A pataphysical approach that multiplies realities beyond the one we inhabit, exploring what would be true in imaginary worlds, under different laws of physics, or from contradictory perspectives. Reality pataphysics is not about denying reality but about showing how many realities are possible, thereby loosening the grip of a single “real world.” It is a tool for ontological liberation, often used in surrealist and speculative fiction.
Example: “His reality pataphysics thought experiment described a world where time ran backward and memories were of the future. It didn’t describe our world, but it revealed how our world’s structure could be otherwise.”

Proof Pataphysics

The pataphysical study of proofs that are logically valid but about nothing, or that prove imaginary theorems with real precision. Proof pataphysics celebrates the form of proof while divorcing it from content: constructing syllogisms about unicorn horns, deriving trigonometric identities for round squares. It is a critique of the fetishisation of formal proof, showing that proof alone does not guarantee meaning or truth. It is beloved of avant‑garde logicians.

Example: “He published a paper proving that the set of all sets that do not contain themselves is a subset of the set of all flying pigs. Proof pataphysics: rigorous nonsense as philosophical critique.”

Evidence Pataphysics

A pataphysical approach to evidence: constructing evidence that supports nothing, evidence for contradictory claims, or evidence that is perfectly valid but irrelevant.
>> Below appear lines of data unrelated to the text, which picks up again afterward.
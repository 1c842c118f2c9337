//! `envkit` - operator utilities for `.env` driven projects
//!
//! Resolves configuration from a `.env` file and the process environment,
//! compares the two, and inspects the PostgreSQL database they point at.

#![warn(
    clippy::all,
    clippy::pedantic,
    clippy::nursery,
    clippy::cargo,
    missing_docs,
    rust_2018_idioms
)]
#![allow(clippy::missing_errors_doc, clippy::missing_panics_doc)]

/// Command line definitions
pub mod cli;
/// Command handlers for the binaries
pub mod commands;
/// Environment file vs process comparison
pub mod compare;
/// Configuration resolution from `.env` and the process environment
pub mod config;
/// PostgreSQL catalog access
pub mod database;
/// Error types
pub mod error;
/// Table inspection
pub mod inspect;
/// Logging setup
pub mod logging;
/// Tool settings
pub mod settings;

pub use config::{EnvLoader, ParserStrategy, ProcessEnv, ResolvedConfig};
pub use error::{EnvKitError, Result};
pub use settings::Settings;

/// Library version
pub const VERSION: &str = env!("CARGO_PKG_VERSION");
use crate::config::{ConfigError, ParserStrategy, DEFAULT_ENV_FILE};
use serde::{Deserialize, Serialize};
use std::fs;
use std::path::{Path, PathBuf};

/// Default number of sample rows requested per table
pub const DEFAULT_SAMPLE: u32 = 5;

/// Tool settings shared by `check-env` and `db-inspect`
#[derive(Debug, Deserialize, Serialize, Clone, PartialEq, Eq)]
#[serde(default)]
pub struct Settings {
    /// Name of the environment file searched for
    pub env_file: String,
    /// Directory the upward search starts from (current directory when unset)
    pub root: Option<PathBuf>,
    /// Parser used when loading the environment file
    pub parser: ParserStrategy,
    /// Let file values replace live environment values when `db-inspect`
    /// resolves its connection URL
    #[serde(rename = "override")]
    pub override_existing: bool,
    /// Editor settings file, relative to the project root
    pub editor_settings: PathBuf,
    /// Sample rows requested per table by `db-inspect`
    pub sample: u32,
}

impl Default for Settings {
    fn default() -> Self {
        Self {
            env_file: DEFAULT_ENV_FILE.to_string(),
            root: None,
            parser: ParserStrategy::default(),
            override_existing: false,
            editor_settings: PathBuf::from(".vscode").join("settings.json"),
            sample: DEFAULT_SAMPLE,
        }
    }
}

impl Settings {
    /// Load settings from a TOML file; missing keys take their defaults
    pub fn from_file<P: AsRef<Path>>(path: P) -> Result<Self, ConfigError> {
        let path = path.as_ref();
        let contents = fs::read_to_string(path).map_err(|source| ConfigError::Read {
            path: path.to_path_buf(),
            source,
        })?;
        let settings: Self = toml::from_str(&contents)?;
        Ok(settings)
    }

    /// Directory the environment file search starts from
    pub fn start_dir(&self) -> Result<PathBuf, ConfigError> {
        match &self.root {
            Some(root) => Ok(root.clone()),
            None => Ok(std::env::current_dir()?),
        }
    }
}
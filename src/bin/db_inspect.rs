use envkit::cli::DbInspectCli;
use envkit::commands::db_inspect;
use envkit::logging::init_logging;
use std::process;

// Allow println in CLI binary
#[allow(clippy::disallowed_methods)]
fn main() {
    init_logging();

    let cli = DbInspectCli::parse();
    tracing::debug!("db-inspect initialized");

    let settings = match cli.settings() {
        Ok(settings) => settings,
        Err(e) => {
            eprintln!("Error: {e}");
            process::exit(1);
        }
    };

    // Single-threaded: one connection, queries issued one after another
    let runtime = match tokio::runtime::Builder::new_current_thread()
        .enable_all()
        .build()
    {
        Ok(runtime) => runtime,
        Err(e) => {
            eprintln!("Error: {e}");
            process::exit(1);
        }
    };

    if let Err(e) = runtime.block_on(db_inspect::handle_db_inspect(&settings)) {
        eprintln!("Error: {e}");
        process::exit(1);
    }
}
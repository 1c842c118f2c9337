//! # PostgreSQL catalog access
//!
//! A single `tokio-postgres` client opened once per inspection run. Every
//! query is a read-only statement in autocommit mode; nothing is pooled.

use crate::inspect::{Catalog, SampleRow};
use thiserror::Error;
use tokio_postgres::{Client, NoTls};
use tracing::{debug, error, info};

/// Database-related errors
#[derive(Debug, Error)]
pub enum DatabaseError {
    /// Could not open the connection
    #[error("Connection failed: {0}")]
    Connect(#[source] tokio_postgres::Error),

    /// Database query error
    #[error("Database query error: {0}")]
    Query(#[from] tokio_postgres::Error),

    /// A sample row did not decode as a JSON object
    #[error("Invalid sample row: {0}")]
    Decode(#[from] serde_json::Error),
}

const LIST_TABLES_SQL: &str = "SELECT table_name::text FROM information_schema.tables \
     WHERE table_schema = current_schema() AND table_type = 'BASE TABLE' \
     ORDER BY table_name";

/// Quote a catalog-provided name for interpolation into SQL text
#[must_use]
pub fn quote_ident(name: &str) -> String {
    format!("\"{}\"", name.replace('"', "\"\""))
}

/// Catalog backed by a live PostgreSQL connection
pub struct PgCatalog {
    client: Client,
}

impl PgCatalog {
    /// Open a connection (single attempt, no timeout)
    pub async fn connect(database_url: &str) -> Result<Self, DatabaseError> {
        info!("Opening database connection");
        let (client, connection) = tokio_postgres::connect(database_url, NoTls)
            .await
            .map_err(|e| {
                error!("Failed to connect: {}", e);
                DatabaseError::Connect(e)
            })?;

        tokio::spawn(async move {
            if let Err(e) = connection.await {
                error!("Database connection error: {}", e);
            }
        });

        Ok(Self { client })
    }
}

impl Catalog for PgCatalog {
    async fn list_tables(&self) -> Result<Vec<String>, DatabaseError> {
        let rows = self.client.query(LIST_TABLES_SQL, &[]).await?;
        let tables = rows
            .iter()
            .map(|row| row.try_get::<_, String>(0))
            .collect::<Result<Vec<_>, _>>()?;
        debug!("Catalog lists {} tables", tables.len());
        Ok(tables)
    }

    async fn row_count(&self, table: &str) -> Result<i64, DatabaseError> {
        let sql = format!("SELECT count(*) FROM {}", quote_ident(table));
        let row = self.client.query_one(sql.as_str(), &[]).await?;
        Ok(row.try_get(0)?)
    }

    async fn sample_rows(&self, table: &str, limit: u32) -> Result<Vec<SampleRow>, DatabaseError> {
        let sql = format!(
            "SELECT row_to_json(t)::text FROM (SELECT * FROM {} LIMIT $1) AS t",
            quote_ident(table)
        );
        let limit = i64::from(limit);
        let rows = self.client.query(sql.as_str(), &[&limit]).await?;
        rows.iter()
            .map(|row| -> Result<SampleRow, DatabaseError> {
                let text: String = row.try_get(0)?;
                Ok(serde_json::from_str(&text)?)
            })
            .collect()
    }
}
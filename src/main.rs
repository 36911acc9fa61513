use std::path::PathBuf;

use anyhow::{bail, Context};
use bayer_dng_rs::dng::{save_dng, CfaPattern, DngOptions, Raster};
use bayer_dng_rs::logger;

use tracing::{error, info};

const USAGE: &str = "usage: bayer_dng_rs <input.raw> <output.dng> <width> <height> <8|16> [camera] [pattern]";

struct Args {
    input: PathBuf,
    output: PathBuf,
    width: usize,
    height: usize,
    bits: u32,
    options: DngOptions,
}

fn parse_args() -> anyhow::Result<Args> {
    let args: Vec<String> = std::env::args().skip(1).collect();
    if args.len() < 5 {
        bail!(USAGE);
    }

    let mut options = DngOptions::builder();
    if let Some(camera) = args.get(5) {
        options = options.camera(camera.as_str());
    }
    if let Some(pattern) = args.get(6) {
        options = options.cfa_pattern(pattern.parse::<CfaPattern>()?);
    }

    Ok(Args {
        input: PathBuf::from(&args[0]),
        output: PathBuf::from(&args[1]),
        width: args[2].parse().context("invalid width")?,
        height: args[3].parse().context("invalid height")?,
        bits: args[4].parse().context("invalid bit depth")?,
        options: options.build(),
    })
}

fn run(args: &Args) -> anyhow::Result<()> {
    let data = std::fs::read(&args.input)
        .with_context(|| format!("failed to read {}", args.input.display()))?;

    let raster = match args.bits {
        8 => Raster::mono8(&data, args.width, args.height),
        16 => Raster::mono16(&data, args.width, args.height),
        other => bail!("unsupported bit depth {other}, expected 8 or 16"),
    };

    save_dng(&raster, &args.output, &args.options)?;
    Ok(())
}

fn main() -> anyhow::Result<()> {
    logger::init()?;

    let args = parse_args()?;
    info!(
        "Converting {} ({}x{}, {}-bit, {}) to {}",
        args.input.display(),
        args.width,
        args.height,
        args.bits,
        args.options.cfa_pattern,
        args.output.display()
    );

    match run(&args) {
        Ok(()) => info!("Conversion successful!"),
        Err(e) => {
            error!("Conversion failed: {:#}", e);
            return Err(e);
        }
    }

    Ok(())
}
Evidence pataphysics might compile a dossier of “proof” that the moon is made of cheese, using real geological terminology applied to lunar samples. It exposes how evidence is always evidence‑for under a frame, and how the same evidence can be made to support almost anything with sufficient ingenuity.
Example: “Her evidence pataphysics project collected weather reports, dream journals, and soup recipes to prove that the Eiffel Tower was haunted. The evidence was real; the conclusion was pataphysical.”

Statistical Pataphysics

A playful, pseudo‑philosophical extension of pataphysics (the science of imaginary solutions) to statistics. It studies statistical laws that do not exist, data that cannot be collected, and correlations that are meaningful only in an imaginary world. Statistical pataphysics is a critique of statistical overreach: it invents ridiculous metrics (e.g., the “Average Number of Unicorns per Urban Park”) to show that not every quantity is worth measuring. It is a tool of creative resistance against statistical hegemony.
Example: “He calculated the standard deviation of imaginary friends per postcode. Statistical pataphysics: using nonsense metrics to laugh at the tyranny of measurement.”

Data Pataphysics

The pataphysical study of data that does not exist, databases that cannot be built, and analyses that no one would ever perform. Data pataphysics parodies the data‑driven worldview by taking it to absurd extremes: a complete dataset of all possible sneezes, a real‑time map of missed connections, a bar chart of fictional character heights. It reminds us that data are always partial, constructed, and often more about imagination than reality.

Example: “Her data pataphysics project was a heatmap of where people didn’t go on vacation. It had no source, no method, but it illustrated how data can claim authority over absence.”